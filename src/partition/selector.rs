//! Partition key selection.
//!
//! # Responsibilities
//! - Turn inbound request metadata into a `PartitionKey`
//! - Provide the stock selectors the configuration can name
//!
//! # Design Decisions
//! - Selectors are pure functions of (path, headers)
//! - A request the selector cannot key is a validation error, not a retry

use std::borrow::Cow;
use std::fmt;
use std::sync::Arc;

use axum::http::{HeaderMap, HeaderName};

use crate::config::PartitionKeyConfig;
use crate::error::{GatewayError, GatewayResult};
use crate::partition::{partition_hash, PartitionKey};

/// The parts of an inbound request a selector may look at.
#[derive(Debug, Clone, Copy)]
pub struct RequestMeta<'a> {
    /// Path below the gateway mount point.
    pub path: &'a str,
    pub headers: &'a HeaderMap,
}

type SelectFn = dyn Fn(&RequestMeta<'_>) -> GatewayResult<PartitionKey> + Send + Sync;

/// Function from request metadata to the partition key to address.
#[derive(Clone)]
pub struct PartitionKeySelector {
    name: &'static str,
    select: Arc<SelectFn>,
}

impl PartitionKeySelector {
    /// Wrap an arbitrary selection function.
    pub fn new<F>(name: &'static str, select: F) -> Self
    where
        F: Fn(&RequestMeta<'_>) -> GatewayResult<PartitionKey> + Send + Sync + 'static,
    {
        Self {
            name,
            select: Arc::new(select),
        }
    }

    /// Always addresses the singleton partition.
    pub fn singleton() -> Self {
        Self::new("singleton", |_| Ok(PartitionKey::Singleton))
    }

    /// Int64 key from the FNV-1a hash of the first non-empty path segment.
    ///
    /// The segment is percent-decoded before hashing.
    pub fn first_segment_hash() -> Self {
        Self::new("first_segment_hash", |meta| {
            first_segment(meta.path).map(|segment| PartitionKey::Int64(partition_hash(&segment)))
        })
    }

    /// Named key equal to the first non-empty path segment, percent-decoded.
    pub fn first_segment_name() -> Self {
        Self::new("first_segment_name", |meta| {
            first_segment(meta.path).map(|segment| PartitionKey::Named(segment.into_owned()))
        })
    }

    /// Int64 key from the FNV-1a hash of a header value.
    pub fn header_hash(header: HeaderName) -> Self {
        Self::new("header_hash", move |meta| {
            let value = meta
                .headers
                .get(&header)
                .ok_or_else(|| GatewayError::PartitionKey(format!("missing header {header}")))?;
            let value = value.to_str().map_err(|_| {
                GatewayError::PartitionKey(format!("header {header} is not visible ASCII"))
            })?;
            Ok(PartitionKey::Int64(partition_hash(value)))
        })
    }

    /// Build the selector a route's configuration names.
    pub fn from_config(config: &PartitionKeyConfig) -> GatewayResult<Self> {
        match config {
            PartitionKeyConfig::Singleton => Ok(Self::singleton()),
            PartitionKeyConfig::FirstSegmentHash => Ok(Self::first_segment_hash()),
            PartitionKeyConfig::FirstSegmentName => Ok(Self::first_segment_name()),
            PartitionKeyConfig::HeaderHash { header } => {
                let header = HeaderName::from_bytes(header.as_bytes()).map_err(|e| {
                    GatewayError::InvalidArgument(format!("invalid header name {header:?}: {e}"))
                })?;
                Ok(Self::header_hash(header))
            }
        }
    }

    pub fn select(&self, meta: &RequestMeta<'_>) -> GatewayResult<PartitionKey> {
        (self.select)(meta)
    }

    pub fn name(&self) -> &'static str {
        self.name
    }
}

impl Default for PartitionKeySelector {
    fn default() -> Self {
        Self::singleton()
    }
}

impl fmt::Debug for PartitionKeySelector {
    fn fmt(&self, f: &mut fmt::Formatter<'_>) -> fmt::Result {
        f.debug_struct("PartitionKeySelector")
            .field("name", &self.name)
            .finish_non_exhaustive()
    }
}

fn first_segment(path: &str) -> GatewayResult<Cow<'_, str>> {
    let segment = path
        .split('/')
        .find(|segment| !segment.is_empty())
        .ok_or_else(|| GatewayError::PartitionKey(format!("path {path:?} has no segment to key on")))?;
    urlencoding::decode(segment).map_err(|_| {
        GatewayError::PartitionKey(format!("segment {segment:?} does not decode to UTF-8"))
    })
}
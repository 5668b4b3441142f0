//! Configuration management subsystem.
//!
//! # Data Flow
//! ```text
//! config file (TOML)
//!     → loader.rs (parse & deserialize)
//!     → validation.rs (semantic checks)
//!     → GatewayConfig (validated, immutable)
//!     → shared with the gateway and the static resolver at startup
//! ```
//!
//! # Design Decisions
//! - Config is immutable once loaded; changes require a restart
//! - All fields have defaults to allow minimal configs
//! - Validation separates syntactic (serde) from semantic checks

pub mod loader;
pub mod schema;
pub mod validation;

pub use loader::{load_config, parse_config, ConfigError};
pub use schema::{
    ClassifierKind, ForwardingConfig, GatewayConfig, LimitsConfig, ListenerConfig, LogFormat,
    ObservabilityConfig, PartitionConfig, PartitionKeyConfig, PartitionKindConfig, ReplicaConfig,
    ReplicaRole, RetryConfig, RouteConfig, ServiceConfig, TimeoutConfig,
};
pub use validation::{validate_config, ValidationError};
+---+
**Exercise instructions**
Nothing in the data may be left out. Copy all of it exactly.

**Result of this exercise**
filename src/partition/selector.rs
//! Partition key selection.
//!
//! # Responsibilities
//! - Turn inbound request metadata into a `PartitionKey`
//! - Provide the stock selectors the configuration can name
//!
//! # Design Decisions
//! - Selectors are pure functions of (path, headers)
//! - A request the selector cannot key is a validation error, not a retry

use std::borrow::Cow;
use std::fmt;
use std::sync::Arc;

use axum::http::{HeaderMap, HeaderName};

use crate::config::PartitionKeyConfig;
use crate::error::{GatewayError, GatewayResult};
use crate::partition::{partition_hash, PartitionKey};

/// The parts of an inbound request a selector may look at.
#[derive(Debug, Clone, Copy)]
pub struct RequestMeta<'a> {
    /// Path below the gateway mount point.
    pub path: &'a str,
    pub headers: &'a HeaderMap,
}

type SelectFn = dyn Fn(&RequestMeta<'_>) -> GatewayResult<PartitionKey> + Send + Sync;

/// Function from request metadata to the partition key to address.
#[derive(Clone)]
pub struct PartitionKeySelector {
    name: &'static str,
    select: Arc<SelectFn>,
}

impl PartitionKeySelector {
    /// Wrap an arbitrary selection function.
    pub fn new<F>(name: &'static str, select: F) -> Self
    where
        F: Fn(&RequestMeta<'_>) -> GatewayResult<PartitionKey> + Send + Sync + 'static,
    {
        Self {
            name,
            select: Arc::new(select),
        }
    }

    /// Always addresses the singleton partition.
    pub fn singleton() -> Self {
        Self::new("singleton", |_| Ok(PartitionKey::Singleton))
    }

    /// Int64 key from the FNV-1a hash of the first non-empty path segment.
    ///
    /// The segment is percent-decoded before hashing.
    pub fn first_segment_hash() -> Self {
        Self::new("first_segment_hash", |meta| {
            first_segment(meta.path).map(|segment| PartitionKey::Int64(partition_hash(&segment)))
        })
    }

    /// Named key equal to the first non-empty path segment, percent-decoded.
    pub fn first_segment_name() -> Self {
        Self::new("first_segment_name", |meta| {
            first_segment(meta.path).map(|segment| PartitionKey::Named(segment.into_owned()))
        })
    }

    /// Int64 key from the FNV-1a hash of a header value.
    pub fn header_hash(header: HeaderName) -> Self {
        Self::new("header_hash", move |meta| {
            let value = meta
                .headers
                .get(&header)
                .ok_or_else(|| GatewayError::PartitionKey(format!("missing header {header}")))?;
            let value = value.to_str().map_err(|_| {
                GatewayError::PartitionKey(format!("header {header} is not visible ASCII"))
            })?;
            Ok(PartitionKey::Int64(partition_hash(value)))
        })
    }

    /// Build the selector a route's configuration names.
    pub fn from_config(config: &PartitionKeyConfig) -> GatewayResult<Self> {
        match config {
            PartitionKeyConfig::Singleton => Ok(Self::singleton()),
            PartitionKeyConfig::FirstSegmentHash => Ok(Self::first_segment_hash()),
            PartitionKeyConfig::FirstSegmentName => Ok(Self::first_segment_name()),
            PartitionKeyConfig::HeaderHash { header } => {
                let header = HeaderName::from_bytes(header.as_bytes()).map_err(|e| {
                    GatewayError::InvalidArgument(format!("invalid header name {header:?}: {e}"))
                })?;
                Ok(Self::header_hash(header))
            }
        }
    }

    pub fn select(&self, meta: &RequestMeta<'_>) -> GatewayResult<PartitionKey> {
        (self.select)(meta)
    }

    pub fn name(&self) -> &'static str {
        self.name
    }
}

impl Default for PartitionKeySelector {
    fn default() -> Self {
        Self::singleton()
    }
}

impl fmt::Debug for PartitionKeySelector {
    fn fmt(&self, f: &mut fmt::Formatter<'_>) -> fmt::Result {
        f.debug_struct("PartitionKeySelector")
            .field("name", &self.name)
            .finish_non_exhaustive()
    }
}

fn first_segment(path: &str) -> GatewayResult<Cow<'_, str>> {
    let segment = path
        .split('/')
        .find(|segment| !segment.is_empty())
        .ok_or_else(|| GatewayError::PartitionKey(format!("path {path:?} has no segment to key on")))?;
    urlencoding::decode(segment).map_err(|_| {
        GatewayError::PartitionKey(format!("segment {segment:?} does not decode to UTF-8"))
    })
}
repository 5668b4b3441142f0
//! Configuration management subsystem.
//!
//! # Data Flow
//! ```text
//! config file (TOML)
//!     → loader.rs (parse & deserialize)
//!     → validation.rs (semantic checks)
//!     → GatewayConfig (validated, immutable)
//!     → shared with the gateway and the static resolver at startup
//! ```
//!
//! # Design Decisions
//! - Config is immutable once loaded; changes require a restart
//! - All fields have defaults to allow minimal configs
//! - Validation separates syntactic (serde) from semantic checks

pub mod loader;
pub mod schema;
pub mod validation;

pub use loader::{load_config, parse_config, ConfigError};
pub use schema::{
    ClassifierKind, ForwardingConfig, GatewayConfig, LimitsConfig, ListenerConfig, LogFormat,
    ObservabilityConfig, PartitionConfig, PartitionKeyConfig, PartitionKindConfig, ReplicaConfig,
    ReplicaRole, RetryConfig, RouteConfig, ServiceConfig, TimeoutConfig,
};
pub use validation::{validate_config, ValidationError};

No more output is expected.